Todo vuestro material, informes y proyectos accesibles, con citación de fuentes en cada respuesta. El trabajo nuevo empieza a partir de lo que ya existe.
Cobertura curricular y etiquetado.
El material se coteja automáticamente con los objetivos curriculares o las líneas de aprendizaje, con el especialista educativo como juicio final. Una revisión pasa de semanas a días.
La línea de rendición de cuentas.
Solicitudes de subvención, informes y documentos de acreditación preparados a partir del trabajo existente. Tú editas y das el visto bueno.
Asistentes para vuestros propios servicios.
Un punto de consulta sobre vuestra metodología para clientes o docentes, que solo responde lo que es trazable. A prueba de RGPD, porque en este mundo eso no es una nota a pie de página.
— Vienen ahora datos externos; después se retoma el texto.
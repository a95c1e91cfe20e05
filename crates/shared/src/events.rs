//! 事件模型
//!
//! 定义从变更流消费的消息创建事件，以及投递到告警 topic 的告警事件。
//! 线上格式沿用客户端文档库的 camelCase 字段名。

use chrono::{DateTime, Utc};
use serde::{Deserialize, Serialize};

// ---------------------------------------------------------------------------
// Message: 消息创建事件
// ---------------------------------------------------------------------------

/// 新建的会话消息
///
/// 由客户端写入路径创建后不再修改，对本服务只读。
/// 消息正文不在事件中，通知只携带未读角标。
#[derive(Debug, Clone, PartialEq, Eq, Serialize, Deserialize)]
#[serde(rename_all = "camelCase")]
pub struct Message {
    #[serde(alias = "id")]
    pub message_id: String,
    pub conversation_id: String,
    pub sender_id: String,
    /// 缺省按私聊处理，私聊消息不进入群通知扇出
    #[serde(default)]
    pub is_group_message: bool,
    pub created_at: DateTime<Utc>,
}

// ---------------------------------------------------------------------------
// DeliveryAlert: 告警事件
// ---------------------------------------------------------------------------

/// 告警类别
#[derive(Debug, Clone, Copy, PartialEq, Eq, Serialize, Deserialize)]
#[serde(rename_all = "SCREAMING_SNAKE_CASE")]
pub enum AlertKind {
    /// 会话不存在，事件被丢弃
    EventDropped,
    /// 事件整体处理失败（存储持续不可用等），等待重投或巡检
    EventFailed,
    /// 某个接收者的推送重试耗尽
    DeliveryFailed,
}

impl std::fmt::Display for AlertKind {
    fn fmt(&self, f: &mut std::fmt::Formatter<'_>) -> std::fmt::Result {
        let s = match self {
            Self::EventDropped => "EVENT_DROPPED",
            Self::EventFailed => "EVENT_FAILED",
            Self::DeliveryFailed => "DELIVERY_FAILED",
        };
        write!(f, "{s}")
    }
}

/// 告警事件
#[derive(Debug, Clone, Serialize, Deserialize)]
#[serde(rename_all = "camelCase")]
pub struct DeliveryAlert {
    pub kind: AlertKind,
    pub message_id: String,
    pub conversation_id: String,
    /// 接收者级别告警才有值
    pub recipient_id: Option<String>,
    pub reason: String,
    pub source_service: String,
    pub raised_at: DateTime<Utc>,
}

impl DeliveryAlert {
    pub fn new(
        kind: AlertKind,
        message: &Message,
        recipient_id: Option<&str>,
        reason: impl Into<String>,
        source_service: impl Into<String>,
    ) -> Self {
        Self {
            kind,
            message_id: message.message_id.clone(),
            conversation_id: message.conversation_id.clone(),
            recipient_id: recipient_id.map(String::from),
            reason: reason.into(),
            source_service: source_service.into(),
            raised_at: Utc::now(),
        }
    }
}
Alfabetización en IA y política.
Ayuda a vuestros clientes (y a vosotros mismos) con una respuesta sensata a la pregunta sobre IA: qué es seguro, qué no lo es, y cómo cumplís la obligación que ya está en vigor.
Y a veces la respuesta es: nada de IA.
Un script sencillo, un proceso mejor, o no hacer nada. Eso también te lo diremos, cuando sea el caso.